Items listed in a dataset
□ □ □ □ □

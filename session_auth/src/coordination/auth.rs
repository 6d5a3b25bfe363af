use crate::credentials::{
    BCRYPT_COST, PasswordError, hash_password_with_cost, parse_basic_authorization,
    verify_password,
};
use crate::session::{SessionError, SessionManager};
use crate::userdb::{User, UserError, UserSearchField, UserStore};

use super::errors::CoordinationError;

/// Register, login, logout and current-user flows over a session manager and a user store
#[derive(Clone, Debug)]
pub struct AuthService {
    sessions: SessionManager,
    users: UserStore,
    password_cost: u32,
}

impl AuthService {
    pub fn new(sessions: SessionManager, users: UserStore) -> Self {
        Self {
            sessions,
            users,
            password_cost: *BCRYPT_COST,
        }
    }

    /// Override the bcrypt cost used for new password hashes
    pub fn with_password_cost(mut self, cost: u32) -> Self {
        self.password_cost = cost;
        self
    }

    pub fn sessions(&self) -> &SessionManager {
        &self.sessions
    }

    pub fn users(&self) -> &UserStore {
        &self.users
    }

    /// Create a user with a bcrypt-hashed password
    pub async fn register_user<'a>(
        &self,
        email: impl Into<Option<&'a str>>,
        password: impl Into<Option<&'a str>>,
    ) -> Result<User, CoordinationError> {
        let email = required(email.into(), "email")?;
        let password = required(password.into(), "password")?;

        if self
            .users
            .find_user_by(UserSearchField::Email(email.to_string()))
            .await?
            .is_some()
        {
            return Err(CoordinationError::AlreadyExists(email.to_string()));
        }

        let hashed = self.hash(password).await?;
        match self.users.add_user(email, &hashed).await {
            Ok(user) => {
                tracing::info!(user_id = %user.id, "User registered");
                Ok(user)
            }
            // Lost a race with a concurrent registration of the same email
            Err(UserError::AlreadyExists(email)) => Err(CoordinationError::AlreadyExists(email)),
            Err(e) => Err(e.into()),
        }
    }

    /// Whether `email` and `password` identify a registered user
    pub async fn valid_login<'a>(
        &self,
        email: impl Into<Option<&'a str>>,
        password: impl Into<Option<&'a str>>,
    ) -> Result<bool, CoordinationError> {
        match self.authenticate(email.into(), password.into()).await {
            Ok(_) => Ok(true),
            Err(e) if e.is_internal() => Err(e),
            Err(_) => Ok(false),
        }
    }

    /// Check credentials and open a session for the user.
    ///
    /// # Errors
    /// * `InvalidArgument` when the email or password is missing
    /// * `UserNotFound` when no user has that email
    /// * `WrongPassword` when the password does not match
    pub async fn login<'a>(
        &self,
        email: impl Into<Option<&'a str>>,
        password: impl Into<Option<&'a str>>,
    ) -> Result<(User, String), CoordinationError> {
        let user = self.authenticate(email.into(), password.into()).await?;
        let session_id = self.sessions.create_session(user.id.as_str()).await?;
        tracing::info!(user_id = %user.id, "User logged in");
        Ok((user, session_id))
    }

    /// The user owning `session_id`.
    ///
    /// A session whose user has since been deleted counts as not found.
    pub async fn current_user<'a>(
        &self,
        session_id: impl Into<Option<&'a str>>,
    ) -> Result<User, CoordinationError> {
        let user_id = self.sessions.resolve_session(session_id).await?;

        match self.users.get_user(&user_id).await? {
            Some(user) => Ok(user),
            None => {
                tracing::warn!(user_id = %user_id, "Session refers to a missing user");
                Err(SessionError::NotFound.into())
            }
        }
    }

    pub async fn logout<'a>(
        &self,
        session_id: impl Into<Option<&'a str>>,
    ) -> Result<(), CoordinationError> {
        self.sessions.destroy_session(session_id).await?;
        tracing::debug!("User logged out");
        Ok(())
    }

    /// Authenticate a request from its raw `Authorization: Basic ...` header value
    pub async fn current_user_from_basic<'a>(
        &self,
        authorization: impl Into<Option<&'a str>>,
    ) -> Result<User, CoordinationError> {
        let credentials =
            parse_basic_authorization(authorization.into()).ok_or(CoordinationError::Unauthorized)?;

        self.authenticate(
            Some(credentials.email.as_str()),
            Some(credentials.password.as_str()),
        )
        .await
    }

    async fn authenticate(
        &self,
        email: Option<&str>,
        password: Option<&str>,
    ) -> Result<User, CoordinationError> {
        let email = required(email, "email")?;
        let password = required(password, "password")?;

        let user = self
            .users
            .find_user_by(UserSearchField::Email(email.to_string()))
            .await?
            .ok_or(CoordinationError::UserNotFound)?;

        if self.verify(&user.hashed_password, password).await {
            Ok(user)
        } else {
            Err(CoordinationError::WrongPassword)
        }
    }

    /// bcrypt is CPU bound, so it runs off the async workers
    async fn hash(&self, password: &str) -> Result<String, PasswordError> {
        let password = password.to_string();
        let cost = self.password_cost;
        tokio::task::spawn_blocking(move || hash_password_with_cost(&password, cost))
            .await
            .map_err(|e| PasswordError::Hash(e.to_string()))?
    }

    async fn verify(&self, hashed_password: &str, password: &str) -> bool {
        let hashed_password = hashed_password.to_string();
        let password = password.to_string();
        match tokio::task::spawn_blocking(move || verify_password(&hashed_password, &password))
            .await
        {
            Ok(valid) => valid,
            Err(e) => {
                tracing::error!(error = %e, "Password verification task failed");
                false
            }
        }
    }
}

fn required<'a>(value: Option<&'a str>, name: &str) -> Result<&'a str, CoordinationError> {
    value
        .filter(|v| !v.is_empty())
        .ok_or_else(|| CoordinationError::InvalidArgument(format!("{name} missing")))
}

□ □ □ □ □

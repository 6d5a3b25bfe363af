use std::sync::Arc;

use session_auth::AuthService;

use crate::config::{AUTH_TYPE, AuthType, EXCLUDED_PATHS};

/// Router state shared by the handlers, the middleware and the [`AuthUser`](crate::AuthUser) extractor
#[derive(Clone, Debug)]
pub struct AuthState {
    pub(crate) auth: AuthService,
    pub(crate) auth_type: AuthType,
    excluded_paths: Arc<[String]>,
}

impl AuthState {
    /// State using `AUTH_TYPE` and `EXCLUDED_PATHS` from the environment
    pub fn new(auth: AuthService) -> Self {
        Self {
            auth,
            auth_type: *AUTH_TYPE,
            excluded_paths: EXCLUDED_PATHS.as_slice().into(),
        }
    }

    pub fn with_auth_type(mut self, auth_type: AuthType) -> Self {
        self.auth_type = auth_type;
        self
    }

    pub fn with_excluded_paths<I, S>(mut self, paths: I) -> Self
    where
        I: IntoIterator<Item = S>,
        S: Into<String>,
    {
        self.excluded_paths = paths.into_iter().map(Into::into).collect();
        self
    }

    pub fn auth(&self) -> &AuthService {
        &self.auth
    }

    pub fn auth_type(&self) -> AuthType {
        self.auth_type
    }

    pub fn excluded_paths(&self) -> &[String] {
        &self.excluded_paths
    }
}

□ □ □ □ □

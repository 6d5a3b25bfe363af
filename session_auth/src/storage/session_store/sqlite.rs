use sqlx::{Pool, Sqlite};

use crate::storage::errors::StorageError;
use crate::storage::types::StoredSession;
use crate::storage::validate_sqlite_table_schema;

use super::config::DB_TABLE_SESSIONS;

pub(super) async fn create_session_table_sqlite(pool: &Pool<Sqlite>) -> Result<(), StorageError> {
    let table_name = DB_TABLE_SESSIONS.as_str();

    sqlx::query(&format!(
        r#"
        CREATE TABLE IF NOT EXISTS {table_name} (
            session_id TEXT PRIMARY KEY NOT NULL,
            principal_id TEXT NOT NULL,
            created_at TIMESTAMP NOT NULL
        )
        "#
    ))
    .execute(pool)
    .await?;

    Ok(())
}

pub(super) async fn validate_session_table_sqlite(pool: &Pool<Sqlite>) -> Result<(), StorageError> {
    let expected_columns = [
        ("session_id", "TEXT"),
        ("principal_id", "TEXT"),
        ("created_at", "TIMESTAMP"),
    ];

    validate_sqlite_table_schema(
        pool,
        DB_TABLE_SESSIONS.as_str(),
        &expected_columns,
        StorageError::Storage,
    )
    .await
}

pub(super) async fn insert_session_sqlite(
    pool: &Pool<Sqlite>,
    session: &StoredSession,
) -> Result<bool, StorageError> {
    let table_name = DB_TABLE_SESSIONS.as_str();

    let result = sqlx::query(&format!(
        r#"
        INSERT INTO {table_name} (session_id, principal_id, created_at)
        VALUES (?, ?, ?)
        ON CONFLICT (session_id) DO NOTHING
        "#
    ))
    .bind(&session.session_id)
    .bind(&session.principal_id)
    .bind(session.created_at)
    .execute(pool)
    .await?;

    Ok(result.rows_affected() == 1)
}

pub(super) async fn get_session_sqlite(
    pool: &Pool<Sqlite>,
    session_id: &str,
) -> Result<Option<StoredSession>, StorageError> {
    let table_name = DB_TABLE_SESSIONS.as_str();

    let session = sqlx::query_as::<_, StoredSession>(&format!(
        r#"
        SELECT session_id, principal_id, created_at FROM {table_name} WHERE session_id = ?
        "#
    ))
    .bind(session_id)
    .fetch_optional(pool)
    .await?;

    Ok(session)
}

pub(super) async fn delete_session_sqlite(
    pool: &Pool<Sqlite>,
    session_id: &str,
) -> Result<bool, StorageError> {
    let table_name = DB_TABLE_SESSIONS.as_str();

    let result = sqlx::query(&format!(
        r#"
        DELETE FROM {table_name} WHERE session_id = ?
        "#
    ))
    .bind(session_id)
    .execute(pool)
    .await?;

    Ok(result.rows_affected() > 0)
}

□ □ □ □ □

§ What you will do: Only one stretch of the data above is needed. Restate it word for word, from the line containing "match self.users.add_user(email, &hashed).await" through the line containing "a registered user", both ends included.

§ Solution to this problem:
        match self.users.add_user(email, &hashed).await {
            Ok(user) => {
                tracing::info!(user_id = %user.id, "User registered");
                Ok(user)
            }
            // Lost a race with a concurrent registration of the same email
            Err(UserError::AlreadyExists(email)) => Err(CoordinationError::AlreadyExists(email)),
            Err(e) => Err(e.into()),
        }
    }

    /// Whether `email` and `password` identify a registered user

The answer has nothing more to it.